Dataset records:
* * * *

//! Enumeration of the host's displays.

use serde::{Deserialize, Serialize};
use tile_geom::{Point, Screen};
use tile_layout::DisplayId;

/// A physical display and its geometry.
#[derive(Clone, Copy, Debug, PartialEq, Serialize, Deserialize)]
pub struct Display {
    /// Stable identifier used to look up the display's selected layout.
    pub id: DisplayId,
    /// Frame and visible frame in bottom-left desktop coordinates.
    pub screen: Screen,
}

impl Display {
    /// Describe a display.
    pub const fn new(id: DisplayId, screen: Screen) -> Self {
        Self { id, screen }
    }
}

/// Source of the current display arrangement.
pub trait Displays: Send + Sync {
    /// All displays; the first entry is the primary screen.
    fn displays(&self) -> Vec<Display>;

    /// The display whose frame contains the bottom-left desktop point `p`.
    /// Edges are inclusive; on a shared edge the earlier display wins.
    fn display_at(&self, p: Point) -> Option<Display> {
        self.displays()
            .into_iter()
            .find(|d| d.screen.contains_desktop_point(p))
    }
}

/// A fixed display arrangement.
#[derive(Clone, Debug, Default)]
pub struct StaticDisplays {
    /// Displays in lookup order.
    displays: Vec<Display>,
}

impl StaticDisplays {
    /// Displays in lookup order; the first is the primary.
    pub fn new(displays: Vec<Display>) -> Self {
        Self { displays }
    }

    /// A single primary display with the given id.
    pub fn single(id: DisplayId, screen: Screen) -> Self {
        Self::new(vec![Display::new(id, screen)])
    }
}

impl Displays for StaticDisplays {
    fn displays(&self) -> Vec<Display> {
        self.displays.clone()
    }
}

#[cfg(test)]
mod tests {
    use tile_geom::Rect;

    use super::*;

    #[test]
    fn display_at_prefers_first_on_shared_edge() {
        let primary = Screen::primary(
            Rect::new(0.0, 0.0, 1000.0, 800.0),
            Rect::new(0.0, 0.0, 1000.0, 780.0),
        );
        let right = Screen::new(
            Rect::new(1000.0, 0.0, 1000.0, 800.0),
            Rect::new(1000.0, 0.0, 1000.0, 800.0),
            800.0,
        );
        let d = StaticDisplays::new(vec![Display::new(1, primary), Display::new(2, right)]);
        assert_eq!(d.display_at(Point::new(1000.0, 10.0)).map(|d| d.id), Some(1));
        assert_eq!(d.display_at(Point::new(1500.0, 10.0)).map(|d| d.id), Some(2));
        assert!(d.display_at(Point::new(-1.0, 10.0)).is_none());
    }
}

* * * *

All the records above are to be reproduced exactly.

Task result:
//! Enumeration of the host's displays.

use serde::{Deserialize, Serialize};
use tile_geom::{Point, Screen};
use tile_layout::DisplayId;

/// A physical display and its geometry.
#[derive(Clone, Copy, Debug, PartialEq, Serialize, Deserialize)]
pub struct Display {
    /// Stable identifier used to look up the display's selected layout.
    pub id: DisplayId,
    /// Frame and visible frame in bottom-left desktop coordinates.
    pub screen: Screen,
}

impl Display {
    /// Describe a display.
    pub const fn new(id: DisplayId, screen: Screen) -> Self {
        Self { id, screen }
    }
}

/// Source of the current display arrangement.
pub trait Displays: Send + Sync {
    /// All displays; the first entry is the primary screen.
    fn displays(&self) -> Vec<Display>;

    /// The display whose frame contains the bottom-left desktop point `p`.
    /// Edges are inclusive; on a shared edge the earlier display wins.
    fn display_at(&self, p: Point) -> Option<Display> {
        self.displays()
            .into_iter()
            .find(|d| d.screen.contains_desktop_point(p))
    }
}

/// A fixed display arrangement.
#[derive(Clone, Debug, Default)]
pub struct StaticDisplays {
    /// Displays in lookup order.
    displays: Vec<Display>,
}

impl StaticDisplays {
    /// Displays in lookup order; the first is the primary.
    pub fn new(displays: Vec<Display>) -> Self {
        Self { displays }
    }

    /// A single primary display with the given id.
    pub fn single(id: DisplayId, screen: Screen) -> Self {
        Self::new(vec![Display::new(id, screen)])
    }
}

impl Displays for StaticDisplays {
    fn displays(&self) -> Vec<Display> {
        self.displays.clone()
    }
}

#[cfg(test)]
mod tests {
    use tile_geom::Rect;

    use super::*;

    #[test]
    fn display_at_prefers_first_on_shared_edge() {
        let primary = Screen::primary(
            Rect::new(0.0, 0.0, 1000.0, 800.0),
            Rect::new(0.0, 0.0, 1000.0, 780.0),
        );
        let right = Screen::new(
            Rect::new(1000.0, 0.0, 1000.0, 800.0),
            Rect::new(1000.0, 0.0, 1000.0, 800.0),
            800.0,
        );
        let d = StaticDisplays::new(vec![Display::new(1, primary), Display::new(2, right)]);
        assert_eq!(d.display_at(Point::new(1000.0, 10.0)).map(|d| d.id), Some(1));
        assert_eq!(d.display_at(Point::new(1500.0, 10.0)).map(|d| d.id), Some(2));
        assert!(d.display_at(Point::new(-1.0, 10.0)).is_none());
    }
}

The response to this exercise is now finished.